Introducing MPI support for Linux on Azure Batch
We are happy to announce the release of MPI support for Linux on Azure Batch.
We earlier released MPI support for Windows, and recently introduced Linux support on Azure Batch. We now extend Batch to enable MPI for Linux. Linux Support on Azure Batch is in preview currently and will be generally available soon. Additionally, we also provide password-less SSH on communication-enabled Linux pools for a specific user.
By creating a pool of A8 or A9 compute nodes, Batch MPI tasks can fully leverage the high-speed, low-latency RDMA network for those Azure VMs.
To run multi-instance (MPI) tasks, your Batch pool needs to be communication-enabled (“enableInterNodeCommunication = true”) with "maxTasksPerNode set to 1". Additionally, all nodes in the pool should have MPI installed (OpenMPI, IntelMPI or any other MPI installer). You can use a Start Task to create a pool that installs MPI on the nodes, for which we provide a step-by-step later in this blog post.
Below, we present an end-to-end example of running an OpenFOAM MPI solution on Azure Batch. In it, we use IntelMPI on CentOS-HPC. Later we also cover Ubuntu and CentOS with OpenMPI using a HelloWorld MPI solution.
OpenFOAM ("Open source Field Operation And Manipulation", wiki) is a C++ toolbox for the development of customized numerical solvers, and pre-/post-processing utilities for the solution of continuum mechanics problems, including computational fluid dynamics (CFD). It is a highly compute intensive application suitable for MPI.
Step-by-step: OpenFOAM MPI toolbox with CentOS-HPC on Batch using IntelMPI
The CentOS-HPC image from the Azure Virtual Machines Marketplace has Intel MPI in-built. We use this image to create a Batch pool of Standard_A9 VMs. We use the Azure Batch-exposed Start Task facility to prepare the pool of VMs with prerequisites. We then add a MPI task to run OpenFOAM. The multi-instance task is configured to run a coordination command on all participating nodes. The coordination command sets up and prepares a NFS share with input data required to run OpenFOAM. After running the coordination command, the Batch service runs the application command on the head (or “primary”) node. The application command executes mpirun on OpenFOAM. The primary or head node compresses the result and could upload it to Azure storage. We render/generate video using Paraview software.
Prerequisites
For this example we will use the Azure portal, thus making it a no-code example. However, the same can be done using the REST API or client libraries as shown in the sample code at the end of this post. To try this case study yourself you will require the following as pre-requisite.

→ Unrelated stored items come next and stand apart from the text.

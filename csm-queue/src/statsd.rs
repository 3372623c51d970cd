use csm_statsd::CounterMetric;

/// Counter metrics emitted by sending queues.
pub enum QueueCounters {
    /// Number of items lost because the queue was full.
    ///
    /// This counts both rejected offers and evicted items.
    ///
    /// This metric is tagged with:
    /// - `policy`: the configured overflow policy.
    Dropped,
}

impl CounterMetric for QueueCounters {
    fn name(&self) -> &'static str {
        match self {
            Self::Dropped => "queue.dropped",
        }
    }
}
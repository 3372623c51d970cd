use std::collections::VecDeque;
use std::fmt;
use std::sync::atomic::{AtomicU64, Ordering};

use csm_statsd::metric;
use parking_lot::Mutex;

use crate::statsd::QueueCounters;
use crate::{OverflowPolicy, QueueConfig, SendingQueue};

/// Upper bound for the buffer allocated up front, independent of the configured capacity.
const MAX_PREALLOCATION: usize = 1024;

/// A thread-safe FIFO buffer with a capacity ceiling.
///
/// All mutation happens in short critical sections under a single lock, which preserves the
/// capacity invariant and FIFO order under any interleaving of offers and polls, including
/// multiple concurrent drainers. Neither operation waits on anything but the lock itself.
pub struct BoundedSendingQueue<T> {
    items: Mutex<VecDeque<T>>,
    capacity: usize,
    overflow: OverflowPolicy,
    dropped: AtomicU64,
}

impl<T> BoundedSendingQueue<T> {
    /// Creates an empty queue that rejects items once `capacity` items are buffered.
    pub fn new(capacity: usize) -> Self {
        Self::with_policy(capacity, OverflowPolicy::Reject)
    }

    /// Creates an empty queue with an explicit overflow policy.
    pub fn with_policy(capacity: usize, overflow: OverflowPolicy) -> Self {
        Self {
            items: Mutex::new(VecDeque::with_capacity(capacity.min(MAX_PREALLOCATION))),
            capacity,
            overflow,
            dropped: AtomicU64::new(0),
        }
    }

    /// Creates an empty queue from configuration.
    pub fn from_config(config: &QueueConfig) -> Self {
        Self::with_policy(config.capacity, config.overflow)
    }

    /// Returns the maximum number of buffered items.
    pub fn capacity(&self) -> usize {
        self.capacity
    }

    /// Returns the configured overflow policy.
    pub fn overflow_policy(&self) -> OverflowPolicy {
        self.overflow
    }

    /// Returns the number of items lost to overflow since creation.
    ///
    /// This includes rejected offers and, with [`OverflowPolicy::DropOldest`], evicted items.
    pub fn dropped_count(&self) -> u64 {
        self.dropped.load(Ordering::Relaxed)
    }

    /// Returns `true` if no items are buffered.
    pub fn is_empty(&self) -> bool {
        self.items.lock().is_empty()
    }

    /// See [`SendingQueue::offer`].
    pub fn offer(&self, item: T) -> bool {
        let mut items = self.items.lock();

        if items.len() < self.capacity {
            items.push_back(item);
            return true;
        }

        let (accepted, evicted) = match self.overflow {
            OverflowPolicy::DropOldest if self.capacity > 0 => {
                let evicted = items.pop_front();
                items.push_back(item);
                (true, evicted)
            }
            _ => (false, None),
        };

        // Release the lock before dropping the lost item and reporting.
        drop(items);
        drop(evicted);
        self.record_drop();

        accepted
    }

    /// See [`SendingQueue::poll`].
    pub fn poll(&self, max: usize) -> Vec<T> {
        if max == 0 {
            return Vec::new();
        }

        let mut items = self.items.lock();
        let count = max.min(items.len());
        items.drain(..count).collect()
    }

    /// See [`SendingQueue::total_size`].
    pub fn total_size(&self) -> usize {
        self.items.lock().len()
    }

    fn record_drop(&self) {
        let dropped = self.dropped.fetch_add(1, Ordering::Relaxed) + 1;
        csm_log::trace!(
            capacity = self.capacity,
            policy = %self.overflow,
            dropped,
            "sending queue full, dropping item"
        );
        metric!(
            counter(QueueCounters::Dropped) += 1,
            policy = self.overflow.as_str()
        );
    }
}

impl<T> fmt::Debug for BoundedSendingQueue<T> {
    fn fmt(&self, f: &mut fmt::Formatter<'_>) -> fmt::Result {
        f.debug_struct("BoundedSendingQueue")
            .field("size", &self.total_size())
            .field("capacity", &self.capacity)
            .field("overflow", &self.overflow)
            .field("dropped", &self.dropped_count())
            .finish()
    }
}

impl<T: Send> SendingQueue<T> for BoundedSendingQueue<T> {
    fn offer(&self, item: T) -> bool {
        BoundedSendingQueue::offer(self, item)
    }

    fn poll(&self, max: usize) -> Vec<T> {
        BoundedSendingQueue::poll(self, max)
    }

    fn total_size(&self) -> usize {
        BoundedSendingQueue::total_size(self)
    }
}

#[cfg(test)]
mod tests {
    use std::collections::HashSet;
    use std::sync::atomic::AtomicBool;
    use std::thread;

    use super::*;

    #[test]
    fn test_overflow_rejection() {
        let queue = BoundedSendingQueue::new(2);

        let results = [queue.offer(1), queue.offer(2), queue.offer(3)];

        assert_eq!(results, [true, true, false]);
        assert_eq!(queue.total_size(), 2);
        assert_eq!(queue.dropped_count(), 1);
        assert_eq!(queue.poll(3), [1, 2]);
    }

    #[test]
    fn test_fifo_order() {
        let queue = BoundedSendingQueue::new(10);
        queue.offer("a");
        queue.offer("b");

        assert_eq!(queue.poll(2), ["a", "b"]);
    }

    #[test]
    fn test_poll_exhaustion() {
        let queue = BoundedSendingQueue::new(10);
        queue.offer("a");
        queue.offer("b");

        assert_eq!(queue.poll(5), ["a", "b"]);
        assert_eq!(queue.total_size(), 0);
        assert!(queue.poll(5).is_empty());
    }

    #[test]
    fn test_poll_partial_keeps_rest_in_order() {
        let queue = BoundedSendingQueue::new(10);
        for i in 0..5 {
            queue.offer(i);
        }

        assert_eq!(queue.poll(2), [0, 1]);
        assert_eq!(queue.poll(2), [2, 3]);
        assert_eq!(queue.total_size(), 1);
    }

    #[test]
    fn test_poll_zero_is_noop() {
        let queue = BoundedSendingQueue::new(3);
        queue.offer(1);
        queue.offer(2);

        assert!(queue.poll(0).is_empty());
        assert_eq!(queue.total_size(), 2);
        assert_eq!(queue.poll(2), [1, 2]);

        assert!(queue.poll(0).is_empty());
        assert_eq!(queue.total_size(), 0);
    }

    #[test]
    fn test_freed_capacity_accepts_again() {
        let queue = BoundedSendingQueue::new(1);
        assert!(queue.offer(1));
        assert!(!queue.offer(2));

        assert_eq!(queue.poll(1), [1]);
        assert!(queue.offer(3));
        assert_eq!(queue.poll(1), [3]);
    }

    #[test]
    fn test_drop_oldest_evicts_head() {
        let queue = BoundedSendingQueue::with_policy(2, OverflowPolicy::DropOldest);

        let results = [queue.offer(1), queue.offer(2), queue.offer(3)];

        assert_eq!(results, [true, true, true]);
        assert_eq!(queue.total_size(), 2);
        assert_eq!(queue.dropped_count(), 1);
        assert_eq!(queue.poll(5), [2, 3]);
    }

    #[test]
    fn test_zero_capacity_holds_nothing() {
        for policy in [OverflowPolicy::Reject, OverflowPolicy::DropOldest] {
            let queue = BoundedSendingQueue::with_policy(0, policy);
            assert!(!queue.offer(1), "{policy}");
            assert_eq!(queue.total_size(), 0);
            assert_eq!(queue.dropped_count(), 1);
        }
    }

    #[test]
    fn test_from_config() {
        let queue = BoundedSendingQueue::<u8>::from_config(&QueueConfig {
            capacity: 7,
            overflow: OverflowPolicy::DropOldest,
        });

        assert_eq!(queue.capacity(), 7);
        assert_eq!(queue.overflow_policy(), OverflowPolicy::DropOldest);
        assert!(queue.is_empty());
    }

    #[test]
    fn test_drop_emits_metric() {
        let queue = BoundedSendingQueue::new(1);
        let captures = csm_statsd::with_capturing_test_client(|| {
            queue.offer(1);
            queue.offer(2);
            queue.offer(3);
        });

        assert_eq!(
            captures,
            ["queue.dropped:1|c|#policy:reject", "queue.dropped:1|c|#policy:reject"]
        );
    }

    #[test]
    fn test_trait_object_delegates() {
        let queue: std::sync::Arc<dyn SendingQueue<u32>> =
            std::sync::Arc::new(BoundedSendingQueue::new(1));

        assert!(queue.offer(1));
        assert!(!queue.offer(2));
        assert_eq!(queue.total_size(), 1);
        assert_eq!(queue.poll(1), [1]);
    }

    #[test]
    fn test_concurrent_offers_respect_capacity() {
        csm_log::init_test!();

        const PRODUCERS: usize = 8;
        const PER_PRODUCER: usize = 2_000;
        const CAPACITY: usize = 64;

        let queue = BoundedSendingQueue::new(CAPACITY);
        let done = AtomicBool::new(false);
        let accepted = AtomicU64::new(0);

        let drained = thread::scope(|s| {
            let monitor = s.spawn(|| {
                while !done.load(Ordering::Acquire) {
                    assert!(queue.total_size() <= CAPACITY);
                    thread::yield_now();
                }
            });

            let drainer = s.spawn(|| {
                let mut drained = Vec::new();
                while !done.load(Ordering::Acquire) {
                    drained.extend(queue.poll(16));
                    thread::yield_now();
                }
                drained
            });

            let producers: Vec<_> = (0..PRODUCERS)
                .map(|producer| {
                    let queue = &queue;
                    let accepted = &accepted;
                    s.spawn(move || {
                        for seq in 0..PER_PRODUCER {
                            if queue.offer((producer, seq)) {
                                accepted.fetch_add(1, Ordering::Relaxed);
                            }
                        }
                    })
                })
                .collect();

            for producer in producers {
                producer.join().unwrap();
            }

            done.store(true, Ordering::Release);
            monitor.join().unwrap();

            let mut drained = drainer.join().unwrap();
            drained.extend(queue.poll(CAPACITY));
            drained
        });

        let accepted = accepted.load(Ordering::Relaxed);
        assert_eq!(drained.len() as u64, accepted);
        assert_eq!(
            accepted + queue.dropped_count(),
            (PRODUCERS * PER_PRODUCER) as u64
        );

        // No item is delivered twice.
        let unique: HashSet<_> = drained.iter().copied().collect();
        assert_eq!(unique.len(), drained.len());

        // Items of every producer come out in the order they were offered.
        for producer in 0..PRODUCERS {
            let sequence: Vec<_> = drained
                .iter()
                .filter(|(p, _)| *p == producer)
                .map(|(_, seq)| *seq)
                .collect();
            assert!(sequence.windows(2).all(|w| w[0] < w[1]));
        }
    }

    #[test]
    fn test_concurrent_drainers_never_share_items() {
        const ITEMS: usize = 10_000;

        let queue = BoundedSendingQueue::new(ITEMS);
        for i in 0..ITEMS {
            assert!(queue.offer(i));
        }

        let batches: Vec<Vec<usize>> = thread::scope(|s| {
            let drainers: Vec<_> = (0..4)
                .map(|_| {
                    s.spawn(|| {
                        let mut drained = Vec::new();
                        loop {
                            let batch = queue.poll(7);
                            if batch.is_empty() {
                                break drained;
                            }
                            // Every batch is a contiguous run of the original sequence.
                            assert!(batch.windows(2).all(|w| w[1] == w[0] + 1));
                            drained.extend(batch);
                        }
                    })
                })
                .collect();

            drainers.into_iter().map(|d| d.join().unwrap()).collect()
        });

        let mut all: Vec<_> = batches.into_iter().flatten().collect();
        all.sort_unstable();
        assert_eq!(all, (0..ITEMS).collect::<Vec<_>>());
        assert_eq!(queue.total_size(), 0);
    }
}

- Azure account: If you don't already have an Azure subscription, create a free Azure account.
- Batch account: Once you have an Azure subscription, create an Azure Batch account.
- Storage account: See Create a storage account in About Azure storage accounts.

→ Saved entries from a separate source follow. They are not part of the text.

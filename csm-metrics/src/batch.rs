use serde::{Deserialize, Serialize};

use crate::{Metric, Timestamp};

/// Profile identifier reported when no other profile is configured.
pub const DEFAULT_PROFILE_ID: u32 = 235;

/// Static SDK properties attached to every batch.
#[derive(Clone, Debug, Eq, PartialEq, Deserialize, Serialize)]
#[serde(default)]
pub struct SdkConfig {
    /// The integration profile of the SDK.
    ///
    /// Defaults to `235`.
    pub profile_id: u32,

    /// The version string of the SDK reported to the collector.
    ///
    /// Defaults to the version of this crate.
    pub wrapper_version: String,
}

impl Default for SdkConfig {
    fn default() -> Self {
        Self {
            profile_id: DEFAULT_PROFILE_ID,
            wrapper_version: env!("CARGO_PKG_VERSION").to_owned(),
        }
    }
}

/// Request body for one transmission of metrics.
#[derive(Clone, Debug, Eq, PartialEq, Deserialize, Serialize)]
pub struct MetricBatch {
    /// One entry per metric, in the order the metrics were polled.
    pub feedbacks: Vec<Feedback>,
    /// See [`SdkConfig::wrapper_version`].
    pub wrapper_version: String,
    /// See [`SdkConfig::profile_id`].
    pub profile_id: u32,
}

impl MetricBatch {
    /// Builds the request body for the given metrics.
    pub fn new(metrics: &[Metric], sdk: &SdkConfig) -> Self {
        Self {
            feedbacks: metrics.iter().map(Feedback::from_metric).collect(),
            wrapper_version: sdk.wrapper_version.clone(),
            profile_id: sdk.profile_id,
        }
    }

    /// Returns the number of feedbacks in this batch.
    pub fn len(&self) -> usize {
        self.feedbacks.len()
    }

    /// Returns `true` if the batch carries no feedback.
    pub fn is_empty(&self) -> bool {
        self.feedbacks.is_empty()
    }

    /// Serializes the batch into its JSON wire format.
    pub fn to_json(&self) -> Result<String, serde_json::Error> {
        serde_json::to_string(self)
    }
}

/// The wire representation of a single [`Metric`].
///
/// Elapsed values are milliseconds relative to the start of the bid request. They are omitted when
/// either end of the interval is unknown.
#[derive(Clone, Debug, Eq, PartialEq, Deserialize, Serialize)]
#[serde(rename_all = "camelCase")]
pub struct Feedback {
    /// The ad slots covered by this feedback.
    pub slots: Vec<SlotFeedback>,
    /// Time until the impression was shown.
    #[serde(default, skip_serializing_if = "Option::is_none")]
    pub elapsed: Option<u64>,
    /// Whether the bid request timed out.
    pub is_timeout: bool,
    /// Always `0` since all values are relative to the request start.
    pub cdb_call_start_elapsed: u64,
    /// Time until the bid response was received.
    #[serde(default, skip_serializing_if = "Option::is_none")]
    pub cdb_call_end_elapsed: Option<u64>,
    /// Time until the impression was clicked.
    #[serde(default, skip_serializing_if = "Option::is_none")]
    pub click_elapsed: Option<u64>,
    /// See [`Metric::request_group_id`].
    #[serde(default, skip_serializing_if = "Option::is_none")]
    pub request_group_id: Option<String>,
    /// See [`Metric::error_code`].
    #[serde(default, skip_serializing_if = "Option::is_none")]
    pub error_code: Option<u32>,
}

impl Feedback {
    /// Converts a metric into its wire representation.
    pub fn from_metric(metric: &Metric) -> Self {
        let start = metric.cdb_call_start_timestamp();
        if start.is_none() {
            csm_log::debug!(
                impression_id = metric.impression_id(),
                "metric without bid request start, elapsed values omitted"
            );
        }

        Self {
            slots: vec![SlotFeedback {
                impression_id: metric.impression_id().to_owned(),
                cached_bid_used: metric.is_cached_bid_used(),
                zone_id: metric.zone_id(),
            }],
            elapsed: elapsed_since(start, metric.elapsed_timestamp()),
            is_timeout: metric.cdb_call_timeout_timestamp().is_some(),
            cdb_call_start_elapsed: 0,
            cdb_call_end_elapsed: elapsed_since(start, metric.cdb_call_end_timestamp()),
            click_elapsed: elapsed_since(start, metric.click_timestamp()),
            request_group_id: metric.request_group_id().map(str::to_owned),
            error_code: metric.error_code(),
        }
    }
}

/// A single ad slot within a [`Feedback`].
#[derive(Clone, Debug, Eq, PartialEq, Deserialize, Serialize)]
#[serde(rename_all = "camelCase")]
pub struct SlotFeedback {
    /// See [`Metric::impression_id`].
    pub impression_id: String,
    /// See [`Metric::is_cached_bid_used`].
    pub cached_bid_used: bool,
    /// See [`Metric::zone_id`].
    #[serde(default, skip_serializing_if = "Option::is_none")]
    pub zone_id: Option<u32>,
}

/// Clock skew can produce events before the start, those saturate to zero.
fn elapsed_since(start: Option<Timestamp>, end: Option<Timestamp>) -> Option<u64> {
    Some(end?.saturating_sub(start?))
}

#[cfg(test)]
mod tests {
    use similar_asserts::assert_eq;

    use super::*;

    fn sdk() -> SdkConfig {
        SdkConfig {
            profile_id: 235,
            wrapper_version: "1.2.3".to_owned(),
        }
    }

    #[test]
    fn test_batch_wire_format() {
        let metrics = [
            Metric::builder("imp-1")
                .request_group_id("group")
                .cdb_call_start_timestamp(1_000)
                .cdb_call_end_timestamp(1_042)
                .elapsed_timestamp(1_300)
                .cached_bid_used()
                .zone_id(7)
                .ready_to_send()
                .build(),
            Metric::builder("imp-2")
                .cdb_call_start_timestamp(2_000)
                .cdb_call_timeout_timestamp(2_100)
                .build(),
        ];

        insta::assert_json_snapshot!(MetricBatch::new(&metrics, &sdk()), @r###"
        {
          "feedbacks": [
            {
              "slots": [
                {
                  "impressionId": "imp-1",
                  "cachedBidUsed": true,
                  "zoneId": 7
                }
              ],
              "elapsed": 300,
              "isTimeout": false,
              "cdbCallStartElapsed": 0,
              "cdbCallEndElapsed": 42,
              "requestGroupId": "group"
            },
            {
              "slots": [
                {
                  "impressionId": "imp-2",
                  "cachedBidUsed": false
                }
              ],
              "isTimeout": true,
              "cdbCallStartElapsed": 0
            }
          ],
          "wrapper_version": "1.2.3",
          "profile_id": 235
        }
        "###);
    }

    #[test]
    fn test_elapsed_without_start_is_omitted() {
        let metric = Metric::builder("imp")
            .cdb_call_end_timestamp(10)
            .click_timestamp(20)
            .build();

        let feedback = Feedback::from_metric(&metric);
        assert_eq!(feedback.cdb_call_end_elapsed, None);
        assert_eq!(feedback.click_elapsed, None);
    }

    #[test]
    fn test_elapsed_saturates() {
        let metric = Metric::builder("imp")
            .cdb_call_start_timestamp(100)
            .cdb_call_end_timestamp(90)
            .build();

        assert_eq!(Feedback::from_metric(&metric).cdb_call_end_elapsed, Some(0));
    }

    #[test]
    fn test_batch_preserves_order() {
        let metrics: Vec<_> = (0..3)
            .map(|i| Metric::builder(format!("imp-{i}")).build())
            .collect();
        let batch = MetricBatch::new(&metrics, &SdkConfig::default());

        let ids: Vec<_> = batch
            .feedbacks
            .iter()
            .map(|f| f.slots[0].impression_id.as_str())
            .collect();
        assert_eq!(ids, ["imp-0", "imp-1", "imp-2"]);
        assert_eq!(batch.len(), 3);
        assert_eq!(batch.profile_id, DEFAULT_PROFILE_ID);
    }

    #[test]
    fn test_to_json_roundtrips() {
        let batch = MetricBatch::new(&[Metric::builder("imp").build()], &sdk());
        let parsed: MetricBatch = serde_json::from_str(&batch.to_json().unwrap()).unwrap();
        assert_eq!(parsed, batch);
    }
}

Also, create a blob container in your Storage account. You will upload input data to this container (explained in next section).
OpenFOAM input data preparation
Follow the OpenFOAM Build Guide to build input files for OpenFOAM . Two input files will be generated: OpenFOAM_CentOS7_HPC.tgz and OpenFOAM_CentOS7_HPC_libs.tgz
Follow the OpenFOAM Motorbike Tutorial to get a geometry file that we want to use for this case study, motorBike_3M.tgz
Upload these three input data files to the Storage container mentioned in the previous section.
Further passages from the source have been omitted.